Prompt
Work out how many lines in the data below include "repository", then reply with that number only.

Data extracted from a collection
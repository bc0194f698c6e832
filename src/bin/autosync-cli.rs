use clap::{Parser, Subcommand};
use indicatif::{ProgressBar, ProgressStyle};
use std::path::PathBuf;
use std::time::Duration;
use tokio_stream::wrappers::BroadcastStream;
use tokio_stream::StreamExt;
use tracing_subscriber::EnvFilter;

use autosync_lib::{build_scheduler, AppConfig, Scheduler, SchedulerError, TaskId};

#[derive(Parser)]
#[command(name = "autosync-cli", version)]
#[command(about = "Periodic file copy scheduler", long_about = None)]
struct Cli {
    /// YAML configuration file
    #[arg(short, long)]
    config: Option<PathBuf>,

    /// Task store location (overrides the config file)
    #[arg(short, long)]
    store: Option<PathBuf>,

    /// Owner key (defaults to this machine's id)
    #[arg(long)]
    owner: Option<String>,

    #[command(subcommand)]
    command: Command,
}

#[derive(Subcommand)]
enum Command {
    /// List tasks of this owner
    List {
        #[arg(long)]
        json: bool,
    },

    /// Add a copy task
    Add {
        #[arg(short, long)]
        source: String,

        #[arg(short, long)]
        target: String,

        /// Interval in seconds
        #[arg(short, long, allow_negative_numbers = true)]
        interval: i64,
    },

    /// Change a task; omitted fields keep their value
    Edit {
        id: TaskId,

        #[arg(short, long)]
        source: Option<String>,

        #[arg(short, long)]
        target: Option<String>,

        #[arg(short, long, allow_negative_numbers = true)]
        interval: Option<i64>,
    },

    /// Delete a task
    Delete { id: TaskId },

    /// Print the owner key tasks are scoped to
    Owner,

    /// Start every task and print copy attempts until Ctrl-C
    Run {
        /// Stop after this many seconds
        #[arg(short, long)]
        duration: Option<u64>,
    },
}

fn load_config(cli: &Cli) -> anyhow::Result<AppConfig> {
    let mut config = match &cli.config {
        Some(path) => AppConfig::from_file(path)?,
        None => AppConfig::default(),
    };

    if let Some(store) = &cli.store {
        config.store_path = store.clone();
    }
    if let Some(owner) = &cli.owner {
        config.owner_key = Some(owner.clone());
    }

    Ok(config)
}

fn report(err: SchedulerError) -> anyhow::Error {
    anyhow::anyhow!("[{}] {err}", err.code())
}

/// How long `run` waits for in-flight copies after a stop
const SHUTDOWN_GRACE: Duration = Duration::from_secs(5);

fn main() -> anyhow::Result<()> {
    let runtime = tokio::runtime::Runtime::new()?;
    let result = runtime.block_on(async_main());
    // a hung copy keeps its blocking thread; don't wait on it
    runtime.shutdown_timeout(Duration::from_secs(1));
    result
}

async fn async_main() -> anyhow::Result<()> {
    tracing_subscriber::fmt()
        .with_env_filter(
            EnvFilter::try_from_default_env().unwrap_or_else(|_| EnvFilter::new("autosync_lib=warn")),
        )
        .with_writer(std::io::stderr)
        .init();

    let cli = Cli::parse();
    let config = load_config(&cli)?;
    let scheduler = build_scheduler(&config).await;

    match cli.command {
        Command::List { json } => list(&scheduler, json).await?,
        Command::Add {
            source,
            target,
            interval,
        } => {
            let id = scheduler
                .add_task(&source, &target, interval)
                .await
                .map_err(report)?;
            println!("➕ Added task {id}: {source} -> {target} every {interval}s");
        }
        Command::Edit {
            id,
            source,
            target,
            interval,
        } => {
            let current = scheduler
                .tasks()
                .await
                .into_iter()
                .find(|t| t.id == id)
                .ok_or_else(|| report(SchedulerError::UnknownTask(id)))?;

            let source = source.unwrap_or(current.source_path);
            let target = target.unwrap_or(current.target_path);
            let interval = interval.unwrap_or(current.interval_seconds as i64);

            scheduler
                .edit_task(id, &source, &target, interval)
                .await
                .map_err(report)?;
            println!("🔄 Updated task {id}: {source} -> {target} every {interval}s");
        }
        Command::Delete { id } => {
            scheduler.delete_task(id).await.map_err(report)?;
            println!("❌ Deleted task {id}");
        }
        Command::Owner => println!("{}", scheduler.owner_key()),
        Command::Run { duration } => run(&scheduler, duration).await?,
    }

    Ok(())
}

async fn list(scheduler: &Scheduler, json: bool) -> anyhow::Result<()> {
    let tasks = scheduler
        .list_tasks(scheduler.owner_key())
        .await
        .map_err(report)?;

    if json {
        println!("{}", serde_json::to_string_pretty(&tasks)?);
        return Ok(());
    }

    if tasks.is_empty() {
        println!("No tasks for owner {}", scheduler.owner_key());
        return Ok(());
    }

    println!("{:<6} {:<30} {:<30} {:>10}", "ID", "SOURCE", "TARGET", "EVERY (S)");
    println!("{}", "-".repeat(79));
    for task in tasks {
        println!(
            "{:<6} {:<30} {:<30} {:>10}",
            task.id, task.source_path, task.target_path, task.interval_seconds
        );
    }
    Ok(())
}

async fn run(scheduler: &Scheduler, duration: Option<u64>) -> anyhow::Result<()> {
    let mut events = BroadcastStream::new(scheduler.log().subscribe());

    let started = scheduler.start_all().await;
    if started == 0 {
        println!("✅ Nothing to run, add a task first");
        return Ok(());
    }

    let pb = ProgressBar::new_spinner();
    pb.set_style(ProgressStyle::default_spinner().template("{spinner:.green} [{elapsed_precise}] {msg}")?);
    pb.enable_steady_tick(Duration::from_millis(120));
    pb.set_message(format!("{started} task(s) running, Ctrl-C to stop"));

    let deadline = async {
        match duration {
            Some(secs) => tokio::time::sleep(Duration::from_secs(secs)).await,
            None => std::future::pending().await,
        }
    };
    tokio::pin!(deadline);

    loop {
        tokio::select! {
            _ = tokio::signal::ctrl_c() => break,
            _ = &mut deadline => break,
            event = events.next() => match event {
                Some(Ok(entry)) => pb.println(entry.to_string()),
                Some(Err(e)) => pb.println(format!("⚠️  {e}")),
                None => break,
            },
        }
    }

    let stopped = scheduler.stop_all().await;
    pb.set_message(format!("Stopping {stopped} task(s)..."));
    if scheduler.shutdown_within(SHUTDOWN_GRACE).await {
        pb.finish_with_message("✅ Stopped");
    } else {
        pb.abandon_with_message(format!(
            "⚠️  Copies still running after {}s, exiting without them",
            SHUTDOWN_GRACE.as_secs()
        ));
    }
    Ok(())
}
...
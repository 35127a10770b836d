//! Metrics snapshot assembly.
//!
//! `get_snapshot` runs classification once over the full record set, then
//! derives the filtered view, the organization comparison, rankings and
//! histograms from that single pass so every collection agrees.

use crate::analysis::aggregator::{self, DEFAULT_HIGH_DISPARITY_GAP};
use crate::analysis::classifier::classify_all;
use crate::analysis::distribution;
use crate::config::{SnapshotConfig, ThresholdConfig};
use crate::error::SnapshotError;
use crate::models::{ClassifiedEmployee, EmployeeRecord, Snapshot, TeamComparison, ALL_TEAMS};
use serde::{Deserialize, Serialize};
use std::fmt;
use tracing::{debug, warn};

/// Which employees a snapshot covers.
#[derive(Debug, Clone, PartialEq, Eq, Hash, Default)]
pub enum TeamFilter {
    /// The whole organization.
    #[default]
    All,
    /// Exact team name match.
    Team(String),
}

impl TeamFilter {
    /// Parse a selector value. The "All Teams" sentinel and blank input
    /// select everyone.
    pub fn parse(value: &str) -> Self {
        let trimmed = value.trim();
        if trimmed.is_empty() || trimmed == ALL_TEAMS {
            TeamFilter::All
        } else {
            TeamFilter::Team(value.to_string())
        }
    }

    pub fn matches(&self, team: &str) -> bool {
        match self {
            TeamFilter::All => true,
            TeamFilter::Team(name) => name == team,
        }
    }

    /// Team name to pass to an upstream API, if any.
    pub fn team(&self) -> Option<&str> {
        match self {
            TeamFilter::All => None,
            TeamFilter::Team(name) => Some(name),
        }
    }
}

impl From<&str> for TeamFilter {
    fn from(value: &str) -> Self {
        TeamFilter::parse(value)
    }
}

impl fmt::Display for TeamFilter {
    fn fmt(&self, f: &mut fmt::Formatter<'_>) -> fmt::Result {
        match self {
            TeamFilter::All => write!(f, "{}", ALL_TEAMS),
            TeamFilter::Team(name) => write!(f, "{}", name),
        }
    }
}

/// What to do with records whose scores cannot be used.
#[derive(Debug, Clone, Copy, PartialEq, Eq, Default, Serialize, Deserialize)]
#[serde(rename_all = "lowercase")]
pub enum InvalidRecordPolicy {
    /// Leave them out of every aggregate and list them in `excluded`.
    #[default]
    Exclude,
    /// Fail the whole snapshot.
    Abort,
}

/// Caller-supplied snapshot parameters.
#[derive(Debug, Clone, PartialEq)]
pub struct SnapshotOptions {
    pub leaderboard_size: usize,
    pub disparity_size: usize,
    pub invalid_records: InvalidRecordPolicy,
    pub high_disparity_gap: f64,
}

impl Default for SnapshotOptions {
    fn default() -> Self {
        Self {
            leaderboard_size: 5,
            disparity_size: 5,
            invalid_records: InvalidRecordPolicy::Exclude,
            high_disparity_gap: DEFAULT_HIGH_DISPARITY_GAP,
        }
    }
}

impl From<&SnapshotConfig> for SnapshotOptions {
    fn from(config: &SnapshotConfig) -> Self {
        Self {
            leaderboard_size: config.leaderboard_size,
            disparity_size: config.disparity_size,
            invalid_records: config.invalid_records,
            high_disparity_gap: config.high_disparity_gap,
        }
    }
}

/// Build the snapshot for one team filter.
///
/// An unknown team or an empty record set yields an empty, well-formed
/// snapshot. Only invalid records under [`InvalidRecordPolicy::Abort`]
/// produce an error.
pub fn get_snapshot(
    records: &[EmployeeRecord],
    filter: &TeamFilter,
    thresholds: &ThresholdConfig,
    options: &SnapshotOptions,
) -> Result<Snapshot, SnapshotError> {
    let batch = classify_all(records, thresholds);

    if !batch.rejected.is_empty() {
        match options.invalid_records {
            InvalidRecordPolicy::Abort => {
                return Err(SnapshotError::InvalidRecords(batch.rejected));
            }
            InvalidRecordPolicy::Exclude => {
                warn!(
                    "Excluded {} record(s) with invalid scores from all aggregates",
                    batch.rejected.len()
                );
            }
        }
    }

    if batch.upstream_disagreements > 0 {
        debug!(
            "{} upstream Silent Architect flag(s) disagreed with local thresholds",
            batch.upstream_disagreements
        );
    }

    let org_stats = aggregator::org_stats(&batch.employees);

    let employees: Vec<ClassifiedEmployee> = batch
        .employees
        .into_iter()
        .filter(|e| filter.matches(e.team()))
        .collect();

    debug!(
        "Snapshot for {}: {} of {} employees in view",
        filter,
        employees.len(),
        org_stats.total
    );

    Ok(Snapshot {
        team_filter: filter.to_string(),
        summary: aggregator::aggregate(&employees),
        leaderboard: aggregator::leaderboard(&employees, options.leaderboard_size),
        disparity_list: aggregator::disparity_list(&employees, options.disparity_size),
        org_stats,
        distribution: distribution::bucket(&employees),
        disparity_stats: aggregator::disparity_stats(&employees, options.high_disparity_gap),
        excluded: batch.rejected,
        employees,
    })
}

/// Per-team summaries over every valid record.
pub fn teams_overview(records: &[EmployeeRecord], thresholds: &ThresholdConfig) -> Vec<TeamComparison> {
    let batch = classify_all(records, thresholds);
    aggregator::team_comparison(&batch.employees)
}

Problem solution
2